The idea is as follows: the given list l is split into two equal (if the length of l is odd then one of the “halves” is one item longer than the other) lists l1 and l2. These lists are sorted recursively and then the results are merged back to give a single sorted list. Code this in F#. Your algorithm can use < as a comparison operator. Your code must have a function split that produces a pair of lists, a function merge that merges sorted lists and a function mergesort that implements the overall algorithm.

EDIT: I believe I am not allowed to use |> List.splitAt on this assignment. I am trying to implement a helper function which will do the same thing.

EDIT2: Thank you Guy Coder, your answers are very thorough. I need the function split to take in only a list. Perhaps I may create a helper function inside that uses index based upon list.Length/2 ? It is assumed that the list input is a float list , and the function returns 2 float lists .

EDIT3: I feel much closer: here is my split function and the error I receive.
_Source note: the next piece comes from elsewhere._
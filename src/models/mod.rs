pub mod config;

pub use config::{parse_color, AppConfig, OutputConfig, ParameterSet};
(* val split : l:'a list -> 'a list * 'a list *)
let split l = 
    let rec splitInner l counter list1 list2 =
        match (l, counter) with
        | (x::xs,c) ->
            if c < (l.Length/2) then
                let list1 = x :: list1
                let counter = counter+1
                splitInner xs counter list1 list2
            else
                let list2 = x :: list2
                let counter = counter+1
                splitInner xs counter list1 list2
        | ([],_) -> ((reverse list1), (reverse list2))
    splitInner (l 0 [] [])
split [1;2;3;4;5;6;7;8;9;10]

error FS0001: This expression was expected to have type
    int -> 'a list -> 'b list -> 'c list    
but here has type
    'd list

Answer 1

let halve xs = xs |> List.splitAt (xs.Length / 2)

Examples:

> halve [1..10];;
val it : int list * int list = ([1; 2; 3; 4; 5], [6; 7; 8; 9; 10])
> halve [1..9];;
val it : int list * int list = ([1; 2; 3; 4], [5; 6; 7; 8; 9])

Answer 2

// val reverse : l:'a list -> 'a list
let reverse l =
    let rec reverseInner l acc =
        match l with
        | x::xs -> 
            let acc = x :: acc
            reverseInner xs acc
        | [] -> acc
    reverseInner l []

// val split : l:'a list -> 'a list * 'a list
let split l = 
    let listMid = (int)((length l)/2)
    let rec splitInner l index counter list1 list2 =
        match (l,counter) with 
        | (x::xs,c) ->  
            if c < index then
                let list1 = x :: list1
                let counter = counter + 1
                splitInner xs index counter list1 list2
            else
                let list2 = x :: list2
                let counter = counter + 1
                splitInner xs index counter list1 list2
        | ([], _) -> ((reverse list1), (reverse list2))
    splitInner l listMid 0 [] []

split [1;2;3;4;5;6;7;8;9;10]
val it : int list * int list = ([1; 2; 3; 4; 5], [6; 7; 8; 9; 10])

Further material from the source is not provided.